Syncope and Type 1 RTA

Today we presented an interesting case of syncope, due to AVRT in the setting of hypokalemia thought to be due to an incomplete type 1 RTA. 

1. When thinking about syncope consider the 5 categories of causes of an syncope:

-Neurally Medicated Syncope (Reflex Syncope): Vasovagal, Situational, Carotid Sinus Syndrome

-Orthostatic Syncope: Primary (primary autonomic failure), Secondary (DM, amyloidosis, spinal cord injuries, parkinsons, hypovolemia), Drug Induced, Volume Depletion

-Cardiac Syncope: Tachy or Brady Arrhythmia, Atrioventricular Block, Structural heart disease (Cardiomyopathy, Hypertrophic cardiomyopathy, Atrial Myxoma, Ischemia), PE, Aortic dissection, Pulm

-Cerebrovascular Syncope: Verterobasilar TIA, Subclavian Steal

-Pseudosyncope

2. When deciding to admit a patient to the hospital for syncope you can use the ROSE rules (Risk stratification Of Syncope in the Emergency department), if any are positive then the patient should be considered high risk and admitted for further evaluation.

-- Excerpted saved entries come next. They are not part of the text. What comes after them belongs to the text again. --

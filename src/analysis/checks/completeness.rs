//! Completeness check: core sections present and experience described

use super::{AtsCheck, CheckOutcome, ScoreCard};
use crate::analysis::result::{Impact, IssueCategory, IssueType};
use crate::analysis::text::ResumeText;
use crate::model::{Experience, ResumeData};

const BASE_SCORE: i32 = 100;
const EXPERIENCE_PENALTY: i32 = 30;
const EDUCATION_PENALTY: i32 = 25;
const SKILLS_PENALTY: i32 = 25;
const THIN_DESCRIPTION_PENALTY: i32 = 15;

/// Description lines shorter than this (after trimming) carry no real content
const MIN_DESCRIPTION_CHARS: usize = 10;

pub struct CompletenessCheck;

impl CompletenessCheck {
    fn is_thinly_described(exp: &Experience) -> bool {
        exp.description
            .iter()
            .all(|line| line.trim().chars().count() < MIN_DESCRIPTION_CHARS)
    }
}

impl AtsCheck for CompletenessCheck {
    fn category(&self) -> IssueCategory {
        IssueCategory::Completeness
    }

    fn run(&self, resume: &ResumeData, _text: &ResumeText) -> CheckOutcome {
        let mut card = ScoreCard::new(self.category(), BASE_SCORE);

        if resume.experience.is_empty() {
            card.penalize(
                EXPERIENCE_PENALTY,
                IssueType::Error,
                "No Work Experience",
                "Your resume has no work experience entries. Most ATS filters screen on experience first.",
                "Add internships, part-time roles, freelance or volunteer work with concrete responsibilities.",
                Impact::High,
            );
        } else {
            card.pass(format!(
                "Work experience section present ({} entries)",
                resume.experience.len()
            ));
        }

        if resume.education.is_empty() {
            card.penalize(
                EDUCATION_PENALTY,
                IssueType::Error,
                "No Education Information",
                "Your resume has no education entries. Many ATS filters require a degree field.",
                "Add your highest degree with institution, grade and graduation year.",
                Impact::High,
            );
        } else {
            card.pass(format!(
                "Education section present ({} entries)",
                resume.education.len()
            ));
        }

        if resume.skills.is_empty() {
            card.penalize(
                SKILLS_PENALTY,
                IssueType::Error,
                "No Skills Listed",
                "Your resume lists no skills. ATS keyword matching relies heavily on the skills section.",
                "List your languages, frameworks, tools and databases in the skills section.",
                Impact::High,
            );
        } else {
            card.pass(format!(
                "Skills section present ({} skills listed)",
                resume.skills.count()
            ));
        }

        let thin = resume
            .experience
            .iter()
            .filter(|exp| Self::is_thinly_described(exp))
            .count();
        if thin > 0 {
            card.penalize(
                THIN_DESCRIPTION_PENALTY,
                IssueType::Warning,
                "Insufficient Experience Descriptions",
                &format!(
                    "{} experience {} little or no description.",
                    thin,
                    if thin == 1 { "entry has" } else { "entries have" }
                ),
                "Describe what you did in each role and the results you achieved, in at least two bullet points.",
                Impact::Medium,
            );
        }

        card.finish()
    }
}

#[cfg(test)]
mod tests {
    use super::*;
    use crate::analysis::checks::test_support::{education, experience};

    fn run(resume: &ResumeData) -> CheckOutcome {
        CompletenessCheck.run(resume, &ResumeText::extract(resume))
    }

    #[test]
    fn test_empty_resume() {
        let outcome = run(&ResumeData::default());

        assert_eq!(outcome.score, 100 - 30 - 25 - 25);
        assert_eq!(outcome.issues.len(), 3);
        assert!(outcome
            .issues
            .iter()
            .all(|i| i.issue_type == IssueType::Error && i.category == IssueCategory::Completeness));
        assert!(outcome.passed_checks.is_empty());
    }

    #[test]
    fn test_complete_resume() {
        let mut resume = ResumeData::default();
        resume.experience = vec![experience("2020 - 2022", &["Maintained the billing service"])];
        resume.education = vec![education()];
        resume.skills.tools = vec!["Git".to_string(), "Docker".to_string()];

        let outcome = run(&resume);
        assert_eq!(outcome.score, 100);
        assert!(outcome.issues.is_empty());
        assert_eq!(outcome.passed_checks.len(), 3);
        assert!(outcome.passed_checks[2].contains("2 skills"));
    }

    #[test]
    fn test_thin_descriptions_penalized_once() {
        let mut resume = ResumeData::default();
        resume.experience = vec![
            experience("2020 - 2022", &[]),
            experience("2018 - 2020", &["  Coding  ", "Tests"]),
            experience("2016 - 2018", &["Short", "Ran the nightly data imports"]),
        ];
        resume.education = vec![education()];
        resume.skills.languages = vec!["Rust".to_string()];

        let outcome = run(&resume);
        assert_eq!(outcome.score, 85);
        assert_eq!(outcome.issues.len(), 1);
        assert_eq!(outcome.issues[0].title, "Insufficient Experience Descriptions");
        assert_eq!(outcome.issues[0].issue_type, IssueType::Warning);
        assert!(outcome.issues[0].description.starts_with("2 experience entries"));
    }
}
//! Error handling for the ATS analyzer

use std::path::PathBuf;
use thiserror::Error;

#[derive(Error, Debug)]
pub enum AtsError {
    #[error("IO error: {0}")]
    Io(#[from] std::io::Error),

    #[error("Serialization error: {0}")]
    Serialization(#[from] serde_json::Error),

    #[error("Configuration error: {0}")]
    Configuration(String),

    #[error("File format not supported: {0}")]
    UnsupportedFormat(String),

    #[error("Invalid input: {0}")]
    InvalidInput(String),

    #[error("Invalid resume data in {path}: {message}")]
    InvalidResume { path: PathBuf, message: String },

    #[error("Processing error: {0}")]
    Processing(String),

    #[error("Output formatting error: {0}")]
    OutputFormatting(String),
}

pub type Result<T> = std::result::Result<T, AtsError>;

  • elevated B-type natriuretic peptide concentration (≥300 pg/mL)

  • bradycardia (≤50 beats/minute)

  • fecal occult blood in patients with suspected gastrointestinal bleeding

  • anemia (hemoglobin ≤9 g/dL [90 g/L])

  • chest pain with syncope

  • ECG with Q waves (not in lead III)

  • oxygen saturation less than or equal to 94% on ambient air.

3. When a patient has an acidosis then their urine pH should be less than 5.3, if it is not then consider a type 1 RTA, this could either be a partial or complete type 1 RTA.  A pH of over 5.3 shows that they are unable to properly acidify their urine.  Other features of a type 1 RTA include hypokalemia, + urine anion gap, increased urine calcium/creatinine ratio and nephrolithiasis.